SAN JOSE, California – They have both begun the new Olympic cycle as the undisputed national leaders in their figure skating disciplines, cementing that status with U.S. titles Saturday – the fourth for ice dancers Madison Chock and Evan Bates, the second for the pairs’ team of Alexa Knierim and Brandon Frazier.
At this point, their respective paths to the 2026 Winter Games seem free and clear of challengers.
The question for the dancers and the pair is how far down that road they intend to go.
“I don’t know what the next four years will hold,” Chock said. “But we’re committed to each other and our goals, and we’ll decide when the time comes.”
Chock, 30, and Bates, 33, engaged to be married in the summer of 2024, have been at this a long time. And their trophy case is packed to the gills, with the only gaps a world title and an individual Olympic medal.

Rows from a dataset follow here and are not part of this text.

use crate::{Document, stage::PlanStage};
use serde::{Deserialize, Serialize};

/// The `executionStats` section: counters from one execution of the winning plan.
#[derive(Debug, Clone, PartialEq, Serialize, Deserialize)]
#[serde(rename_all = "camelCase")]
pub struct ExecutionStats {
    pub execution_success: bool,
    pub n_returned: u64,
    pub execution_time_millis: u64,
    pub total_keys_examined: u64,
    pub total_docs_examined: u64,
    pub execution_stages: PlanStage,
    #[serde(default)]
    pub all_plans_execution: Vec<PlanExecution>,
    #[serde(default, skip_serializing_if = "Option::is_none")]
    pub error_message: Option<String>,
    #[serde(default, skip_serializing_if = "Option::is_none")]
    pub error_code: Option<i64>,
    #[serde(flatten)]
    pub extra: Document,
}

/// Trial-period sample for one candidate plan (`allPlansExecution` entry).
#[derive(Debug, Clone, PartialEq, Serialize, Deserialize)]
#[serde(rename_all = "camelCase")]
pub struct PlanExecution {
    #[serde(default, skip_serializing_if = "Option::is_none")]
    pub n_returned: Option<u64>,
    #[serde(default, skip_serializing_if = "Option::is_none")]
    pub execution_time_millis_estimate: Option<u64>,
    #[serde(default, skip_serializing_if = "Option::is_none")]
    pub total_keys_examined: Option<u64>,
    #[serde(default, skip_serializing_if = "Option::is_none")]
    pub total_docs_examined: Option<u64>,
    #[serde(default, skip_serializing_if = "Option::is_none")]
    pub score: Option<f64>,
    #[serde(default, skip_serializing_if = "Option::is_none")]
    pub execution_stages: Option<PlanStage>,
    #[serde(flatten)]
    pub extra: Document,
}

impl ExecutionStats {
    /// Documents fetched per document returned. `None` when nothing was returned.
    pub fn docs_examined_per_returned(&self) -> Option<f64> {
        (self.n_returned > 0).then(|| self.total_docs_examined as f64 / self.n_returned as f64)
    }

    /// Index keys scanned per document returned. `None` when nothing was returned.
    pub fn keys_examined_per_returned(&self) -> Option<f64> {
        (self.n_returned > 0).then(|| self.total_keys_examined as f64 / self.n_returned as f64)
    }
}
use serde::Serialize;

#[derive(Serialize, Debug, Clone, Copy, PartialEq, Eq, Hash, PartialOrd, Ord)]
#[serde(rename_all = "camelCase")]
pub enum Severity {
    Info,
    Warning,
    Error,
}

#[derive(Serialize, Debug, Clone, PartialEq, Eq, Hash)]
#[serde(rename_all = "camelCase")]
pub enum FindingKind {
    Namespace, // collection missing
    Scan,      // full collection scan
    Sort,      // blocking or spilled sort
    Selectivity,
    Latency,
    Planner, // planner enumeration limits
    Execution,
    Index,
}

#[derive(Serialize, Debug, Clone, PartialEq, Eq, Hash)]
pub struct Finding {
    pub code: String,    // stable programmatic id
    pub message: String, // human-readable
    pub severity: Severity,
    pub kind: FindingKind,
    #[serde(skip_serializing_if = "Option::is_none")]
    pub suggestion: Option<String>, // how to fix
}

/// Constants for finding codes.
pub const CODE_EXPLAIN_NOT_OK: &str = "EXPLAIN_NOT_OK";
pub const CODE_EXECUTION_FAILED: &str = "EXECUTION_FAILED";
pub const CODE_NONEXISTENT_NAMESPACE: &str = "NONEXISTENT_NAMESPACE";
pub const CODE_COLLECTION_SCAN: &str = "COLLECTION_SCAN";
pub const CODE_IN_MEMORY_SORT: &str = "IN_MEMORY_SORT";
pub const CODE_SORT_SPILLED: &str = "SORT_SPILLED";
pub const CODE_SLOW_QUERY: &str = "SLOW_QUERY";
pub const CODE_LOW_SELECTIVITY: &str = "LOW_SELECTIVITY";
pub const CODE_PLAN_LIMITS_REACHED: &str = "PLAN_LIMITS_REACHED";
pub const CODE_COVERED_QUERY: &str = "COVERED_QUERY";

impl Finding {
    pub fn new(
        code: &str,
        message: String,
        severity: Severity,
        kind: FindingKind,
        suggestion: Option<String>,
    ) -> Self {
        Finding {
            code: code.to_string(),
            message,
            severity,
            kind,
            suggestion,
        }
    }

    pub fn new_explain_not_ok(ok: &serde_json::Number) -> Self {
        Self::new(
            CODE_EXPLAIN_NOT_OK,
            format!("The explain command reported ok: {ok}"),
            Severity::Error,
            FindingKind::Execution,
            None,
        )
    }

    pub fn new_execution_failed(error_message: Option<&str>) -> Self {
        let detail = error_message.map(|m| format!(": {m}")).unwrap_or_default();
        Self::new(
            CODE_EXECUTION_FAILED,
            format!("Query execution did not succeed{detail}"),
            Severity::Error,
            FindingKind::Execution,
            None,
        )
    }

    /// Creates a new finding for a query against a collection that does not exist.
    pub fn new_nonexistent_namespace(namespace: &str) -> Self {
        Self::new(
            CODE_NONEXISTENT_NAMESPACE,
            format!("Namespace `{namespace}` does not exist; the plan is a bare EOF stage."),
            Severity::Warning,
            FindingKind::Namespace,
            Some("Check the database and collection names the query targets.".into()),
        )
    }

    pub fn new_collection_scan(docs_examined: u64) -> Self {
        Self::new(
            CODE_COLLECTION_SCAN,
            format!("The winning plan scans the whole collection ({docs_examined} documents examined)."),
            Severity::Warning,
            FindingKind::Scan,
            Some("Create an index on the filtered fields.".into()),
        )
    }

    pub fn new_in_memory_sort(sort_pattern: Option<String>) -> Self {
        let pattern = sort_pattern.map(|p| format!(" on {p}")).unwrap_or_default();
        Self::new(
            CODE_IN_MEMORY_SORT,
            format!("The plan performs a blocking in-memory sort{pattern}."),
            Severity::Warning,
            FindingKind::Sort,
            Some("Add the sort fields to an index following the equality, sort, range order.".into()),
        )
    }

    pub fn new_sort_spilled() -> Self {
        Self::new(
            CODE_SORT_SPILLED,
            "The sort exceeded its memory limit and spilled to disk.".to_string(),
            Severity::Warning,
            FindingKind::Sort,
            None,
        )
    }

    pub fn new_slow_query(execution_time_millis: u64, threshold_ms: u64) -> Self {
        Self::new(
            CODE_SLOW_QUERY,
            format!("Execution took {execution_time_millis} ms, above the {threshold_ms} ms threshold."),
            Severity::Warning,
            FindingKind::Latency,
            None,
        )
    }

    pub fn new_low_selectivity(ratio: f64, limit: f64) -> Self {
        Self::new(
            CODE_LOW_SELECTIVITY,
            format!("{ratio:.1} documents examined per document returned (limit {limit})."),
            Severity::Warning,
            FindingKind::Selectivity,
            Some("Use a more selective index or narrow the filter.".into()),
        )
    }

    pub fn new_plan_limits_reached() -> Self {
        Self::new(
            CODE_PLAN_LIMITS_REACHED,
            "The planner stopped enumerating candidate plans after reaching a limit.".to_string(),
            Severity::Info,
            FindingKind::Planner,
            None,
        )
    }

    pub fn new_covered_query(index_name: &str) -> Self {
        Self::new(
            CODE_COVERED_QUERY,
            format!("The query is covered by index `{index_name}`; no documents were fetched."),
            Severity::Info,
            FindingKind::Index,
            None,
        )
    }
}
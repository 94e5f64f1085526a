use clap::Subcommand;
use std::path::PathBuf;

#[derive(Subcommand, Debug)]
pub enum Commands {
    /// Validate an explain document and print it back normalised
    Parse {
        #[arg(long, help = "Explain JSON file path")]
        file: PathBuf,

        #[arg(
            long,
            help = "If specified, writes the normalised JSON to this file instead of stdout"
        )]
        output: Option<PathBuf>,
    },
    /// Print the headline metrics of an explain document
    Summary {
        #[arg(long, help = "Explain JSON file path")]
        file: PathBuf,

        #[arg(long, help = "If set, prints the summary as JSON instead of a table")]
        json: bool,
    },
    /// Analyse an explain document and report findings; fails on error findings
    Check {
        #[arg(long, help = "Explain JSON file path")]
        file: PathBuf,

        #[arg(long, help = "Slow query threshold in milliseconds")]
        slow_ms: Option<u64>,

        #[arg(
            long,
            help = "If specified, writes the JSON analysis to this file instead of stdout"
        )]
        output: Option<PathBuf>,
    },
    /// Split a batch of explain documents into slow and fast queries
    Monitor {
        #[arg(long = "file", required = true, num_args = 1.., help = "Explain JSON file paths")]
        files: Vec<PathBuf>,

        #[arg(long, help = "Slow query threshold in milliseconds")]
        slow_ms: Option<u64>,

        #[arg(long, help = "If set, prints the report as JSON instead of a table")]
        json: bool,
    },
    /// Compare explain documents captured before and after building an index
    Compare {
        #[arg(long, help = "Explain JSON captured before the change")]
        before: PathBuf,

        #[arg(long, help = "Explain JSON captured after the change")]
        after: PathBuf,

        #[arg(long, help = "Index key pattern as JSON, e.g. '{\"trip_time\": 1}'")]
        index: Option<String>,

        #[arg(long, help = "Query name; defaults to the file stem of --before")]
        name: Option<String>,

        #[arg(
            long,
            help = "File or directory to write the benchmark record to instead of stdout"
        )]
        output: Option<PathBuf>,
    },
}
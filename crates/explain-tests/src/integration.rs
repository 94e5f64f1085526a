#[cfg(test)]
mod tests {
    use crate::{
        stage_fixture,
        utils::{
            COLLSCAN_SORT_SLOW, EOF_NONEXISTENT_NAMESPACE, IXSCAN_COMPOUND_FAST, fixture_value,
            parse_fixture, read_fixture,
        },
    };
    use analyzer::{
        analysis::{Verdict, analyze},
        comparison::{BenchmarkRecord, parse_index_pattern},
        error::AnalyzerError,
        finding::{
            CODE_COLLECTION_SCAN, CODE_IN_MEMORY_SORT, CODE_LOW_SELECTIVITY,
            CODE_NONEXISTENT_NAMESPACE, CODE_SLOW_QUERY, CODE_SORT_SPILLED,
        },
        monitor::SlowQueryMonitor,
        source::{load_report, load_reports, query_name},
        summary::PlanSummary,
        thresholds::Thresholds,
    };
    use model::{ExplainReport, IndexKind, StageName};
    use std::fs;
    use tempfile::tempdir;
    use tracing_test::traced_test;

    const ALL_FIXTURES: [&str; 3] = [
        EOF_NONEXISTENT_NAMESPACE,
        COLLSCAN_SORT_SLOW,
        IXSCAN_COMPOUND_FAST,
    ];

    // Scenario: every captured document is parsed and serialised again.
    // Expected Outcome: the output is the same JSON value as the input.
    #[test]
    fn fixtures_round_trip() {
        for name in ALL_FIXTURES {
            let report = parse_fixture(name);
            assert_eq!(report.to_json_value().unwrap(), fixture_value(name), "{name}");
        }
    }

    // Scenario: the original capture of a find against a missing collection.
    // Expected Outcome: EOF winning plan, nothing returned, empty plan lists.
    #[test]
    fn eof_capture_properties() {
        let report = parse_fixture(EOF_NONEXISTENT_NAMESPACE);

        assert_eq!(report.winning_stage().stage, StageName::Eof);
        assert_eq!(report.execution_stats.n_returned, 0);
        assert!(report.query_planner.rejected_plans.is_empty());
        assert!(report.execution_stats.all_plans_execution.is_empty());

        let command = report.command.as_ref().unwrap();
        assert_eq!(command.find.as_deref(), Some("fhvhv_trips_2021-10"));
        assert_eq!(command.db.as_deref(), Some("trips_db"));

        let params = report.server_parameters.as_ref().unwrap();
        assert_eq!(params.len(), 10);
        assert_eq!(
            params.get_u64("internalQueryPlannerIgnoreIndexWithCollationForRegex"),
            Some(1)
        );
    }

    // Scenario: the capture with `ok` removed, and the capture cut in half.
    // Expected Outcome: a schema violation and a malformed-input failure respectively.
    #[test]
    fn invalid_documents_are_rejected() {
        let mut value = fixture_value(EOF_NONEXISTENT_NAMESPACE);
        value.as_object_mut().unwrap().remove("ok");
        let err = ExplainReport::from_slice(&serde_json::to_vec(&value).unwrap()).unwrap_err();
        assert!(err.is_schema_violation(), "{err}");

        let text = read_fixture(EOF_NONEXISTENT_NAMESPACE);
        let err = ExplainReport::from_str(&text[..text.len() - 20]).unwrap_err();
        assert!(err.is_malformed(), "{err}");
    }

    #[traced_test]
    #[test]
    fn eof_capture_analysis() {
        let report = parse_fixture(EOF_NONEXISTENT_NAMESPACE);
        let analysis = analyze(&report, &Thresholds::default());

        assert_eq!(analysis.verdict, Verdict::NeedsAttention);
        assert!(analysis.has_finding(CODE_NONEXISTENT_NAMESPACE));
        assert_eq!(analysis.summary.stages, vec!["EOF"]);
        assert!(logs_contain("Analysed trips_db.fhvhv_trips_2021-10"));
    }

    // Scenario: unindexed filter with a sort on a 14M document collection.
    // Expected Outcome: scan, sort, latency and selectivity findings.
    #[traced_test]
    #[test]
    fn slow_collection_scan_analysis() {
        let report = parse_fixture(COLLSCAN_SORT_SLOW);
        let analysis = analyze(&report, &Thresholds::default());

        for code in [
            CODE_COLLECTION_SCAN,
            CODE_IN_MEMORY_SORT,
            CODE_SLOW_QUERY,
            CODE_LOW_SELECTIVITY,
        ] {
            assert!(analysis.has_finding(code), "missing {code}");
        }
        assert_eq!(analysis.verdict, Verdict::NeedsAttention);
        assert_eq!(analysis.summary.stage_chain(), "SORT > COLLSCAN");
        assert_eq!(analysis.summary.memory_usage_bytes_estimate, Some(712_304));
        assert!(logs_contain("COLLECTION_SCAN"));
    }

    // Scenario: the same query once the compound index exists, run by the slot-based engine.
    // Expected Outcome: the summary and findings come from the classic `queryPlan`,
    // not from the SBE execution nodes.
    #[test]
    fn slot_based_plan_summary() {
        let report = parse_fixture(IXSCAN_COMPOUND_FAST);
        assert_eq!(report.explain_version, "2");
        assert!(report.query_planner.winning_plan.is_slot_based());
        assert_eq!(report.winning_stage().depth(), 3);
        assert_eq!(
            report.execution_stats.execution_stages.stage,
            StageName::from("sort")
        );

        let summary = PlanSummary::from_report(&report);
        assert_eq!(summary.stage_chain(), "SORT > FETCH > IXSCAN");
        assert_eq!(
            summary.index_name.as_deref(),
            Some("dispatching_base_num_1_trip_miles_1_trip_time_1")
        );
        assert_eq!(summary.index_kind, Some(IndexKind::Compound));
        assert_eq!(summary.docs_examined_per_returned, Some(1.0));

        let analysis = analyze(&report, &Thresholds::default());
        assert!(analysis.has_finding(CODE_IN_MEMORY_SORT));
        assert!(!analysis.has_finding(CODE_SORT_SPILLED));
        assert!(!analysis.has_finding(CODE_SLOW_QUERY));
        assert!(!analysis.has_finding(CODE_COLLECTION_SCAN));
    }

    // Scenario: before/after benchmark of building the compound index.
    // Expected Outcome: the comparison is an improvement and records the new index.
    #[test]
    fn index_benchmark_comparison() {
        let before = PlanSummary::from_report(&parse_fixture(COLLSCAN_SORT_SLOW));
        let after = PlanSummary::from_report(&parse_fixture(IXSCAN_COMPOUND_FAST));
        let index =
            parse_index_pattern(r#"{"dispatching_base_num": 1, "trip_miles": 1, "trip_time": 1}"#)
                .unwrap();

        let record = BenchmarkRecord::new("q10_complex_user_request", Some(index), before, after);

        assert!(record.comparison.improved);
        assert!(record.comparison.index_changed);
        assert_eq!(record.comparison.index_before, None);
        assert_eq!(record.comparison.execution_time_millis.delta, 38 - 8741);
        assert_eq!(record.comparison.n_returned.delta, 0);
        assert_eq!(record.index_type, Some(IndexKind::Compound));
    }

    #[traced_test]
    #[tokio::test]
    async fn monitor_batch_from_disk() {
        let dir = tempdir().unwrap();
        let paths: Vec<_> = ALL_FIXTURES
            .iter()
            .map(|name| stage_fixture(dir.path(), name))
            .collect();

        let mut monitor = SlowQueryMonitor::new(Thresholds::default());
        for (path, report) in load_reports(&paths).await.unwrap() {
            monitor.record(query_name(&path), &report);
        }
        let report = monitor.report();

        assert_eq!(report.total, 3);
        assert_eq!(report.slow, 1);
        assert_eq!(report.slowest[0].name, "collscan_sort_slow");
        assert_eq!(report.average_execution_time_millis, Some((8741.0 + 38.0) / 3.0));
        assert!(logs_contain("Loaded 3 explain report(s)"));
    }

    #[traced_test]
    #[tokio::test]
    async fn truncated_file_is_reported_with_its_path() {
        let dir = tempdir().unwrap();
        let path = dir.path().join("broken.json");
        let text = read_fixture(COLLSCAN_SORT_SLOW);
        fs::write(&path, &text[..text.len() / 3]).unwrap();

        match load_report(&path).await {
            Err(AnalyzerError::Load { path: failed, source }) => {
                assert_eq!(failed, path);
                assert!(source.is_malformed());
            }
            other => panic!("unexpected result: {other:?}"),
        }
        assert!(logs_contain("Rejected"));
    }
}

They have competed together at the senior level in the U.S. Championships for 12 seasons, winning medals at the last 11. They have been to nine world championships, winning three medals, and three Olympics (four for Bates), winning a yet-to-be-awarded team medal last year in Beijing.
(The unresolved doping case involving Russian skater Kamila Valiyeva has delayed the awarding of the 2022 team event medals. Maybe it will become a wedding present for Chock and Bates. Or a fifth anniversary present…)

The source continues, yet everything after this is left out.